=== TASK DESCRIPTION ===
Go through the records and copy each line where the string "Clone" occurs.

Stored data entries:
○ ○ ○

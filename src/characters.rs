use serde::{Serialize, Deserialize};

use crate::error::Error;

/// Destiny character class
///
/// `classType` values in profile responses map onto this enumeration:
/// Titan = 0, Hunter = 1, Warlock = 2, Unknown = 3
#[derive(Debug, Clone, Copy, PartialEq, Eq, Hash, Serialize, Deserialize)]
pub enum DestinyClass {
    Titan,
    Hunter,
    Warlock,
    Unknown
}

impl DestinyClass {
    #[inline]
    pub fn list() -> &'static [DestinyClass] {
        &[Self::Titan, Self::Hunter, Self::Warlock, Self::Unknown]
    }
}

impl TryFrom<u8> for DestinyClass {
    type Error = Error;

    fn try_from(value: u8) -> Result<Self, Self::Error> {
        match value {
            0 => Ok(Self::Titan),
            1 => Ok(Self::Hunter),
            2 => Ok(Self::Warlock),
            3 => Ok(Self::Unknown),
            value => Err(Error::UnknownClassType(value))
        }
    }
}

/// Number of playable classes, and so of slots in a [`CharacterArray`]
pub const CHARACTER_SLOTS: usize = 3;

/// Character ids of a profile, indexed by class
///
/// Slot 0 holds the Titan, slot 1 the Hunter, slot 2 the Warlock;
/// a `None` slot means the profile has no character of that class
#[derive(Debug, Clone, Default, PartialEq, Eq)]
pub struct CharacterArray {
    slots: [Option<String>; CHARACTER_SLOTS]
}

impl CharacterArray {
    /// Record a character id under its class slot
    ///
    /// When a profile carries two characters of the same class the
    /// last inserted one wins. A `class_type` of 3 (Unknown) or above
    /// has no slot and is rejected instead of written out of range
    pub fn insert(&mut self, class_type: u8, character_id: impl ToString) -> Result<(), Error> {
        match class_type {
            0..=2 => {
                self.slots[class_type as usize] = Some(character_id.to_string());

                Ok(())
            }

            class_type => Err(Error::UnknownClassType(class_type))
        }
    }

    #[inline]
    pub fn get(&self, class: DestinyClass) -> Option<&str> {
        match class {
            DestinyClass::Titan   => self.slots[0].as_deref(),
            DestinyClass::Hunter  => self.slots[1].as_deref(),
            DestinyClass::Warlock => self.slots[2].as_deref(),
            DestinyClass::Unknown => None
        }
    }

    #[inline]
    pub fn iter(&self) -> impl Iterator<Item = Option<&str>> {
        self.slots.iter().map(Option::as_deref)
    }

    #[inline]
    pub fn into_inner(self) -> [Option<String>; CHARACTER_SLOTS] {
        self.slots
    }
}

○ ○ ○

=== WRITTEN REPLY ===
#[derive(Debug, Clone, Copy, PartialEq, Eq, Hash, Serialize, Deserialize)]
#[derive(Debug, Clone, Default, PartialEq, Eq)]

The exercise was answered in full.